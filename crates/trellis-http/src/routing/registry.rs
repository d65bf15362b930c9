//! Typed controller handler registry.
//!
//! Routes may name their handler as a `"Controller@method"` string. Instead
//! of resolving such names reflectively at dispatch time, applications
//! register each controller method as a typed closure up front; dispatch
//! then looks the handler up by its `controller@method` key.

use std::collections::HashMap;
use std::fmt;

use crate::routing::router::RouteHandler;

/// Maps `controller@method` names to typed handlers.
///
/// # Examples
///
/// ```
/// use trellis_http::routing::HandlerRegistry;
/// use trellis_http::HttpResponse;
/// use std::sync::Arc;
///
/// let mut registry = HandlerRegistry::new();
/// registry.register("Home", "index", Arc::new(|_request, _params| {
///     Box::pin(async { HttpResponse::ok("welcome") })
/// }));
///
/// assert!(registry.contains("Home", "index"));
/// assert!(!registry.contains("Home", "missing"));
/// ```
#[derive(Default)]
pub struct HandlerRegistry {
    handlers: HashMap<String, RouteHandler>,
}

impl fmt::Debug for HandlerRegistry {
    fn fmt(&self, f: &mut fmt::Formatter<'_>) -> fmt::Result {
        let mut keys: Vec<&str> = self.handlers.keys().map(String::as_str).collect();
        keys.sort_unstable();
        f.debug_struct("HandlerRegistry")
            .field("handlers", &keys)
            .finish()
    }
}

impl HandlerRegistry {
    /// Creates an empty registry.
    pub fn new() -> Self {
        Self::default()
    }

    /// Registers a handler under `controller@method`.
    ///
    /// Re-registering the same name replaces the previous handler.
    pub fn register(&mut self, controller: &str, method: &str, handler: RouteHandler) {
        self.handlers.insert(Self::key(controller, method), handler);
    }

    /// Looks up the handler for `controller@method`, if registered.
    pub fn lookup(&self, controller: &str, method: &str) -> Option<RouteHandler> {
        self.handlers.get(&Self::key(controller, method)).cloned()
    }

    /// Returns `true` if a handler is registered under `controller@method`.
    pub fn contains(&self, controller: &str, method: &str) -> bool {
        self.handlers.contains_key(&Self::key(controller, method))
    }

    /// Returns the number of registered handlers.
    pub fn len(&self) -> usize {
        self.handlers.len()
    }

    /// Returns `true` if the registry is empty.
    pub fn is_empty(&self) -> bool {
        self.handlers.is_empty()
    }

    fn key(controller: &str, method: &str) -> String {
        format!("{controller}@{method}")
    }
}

--------

Please go through the material and return each line where the word "Returns" appears.

_RESPONSE AREA_.
    /// Returns `true` if a handler is registered under `controller@method`.
    /// Returns the number of registered handlers.
    /// Returns `true` if the registry is empty.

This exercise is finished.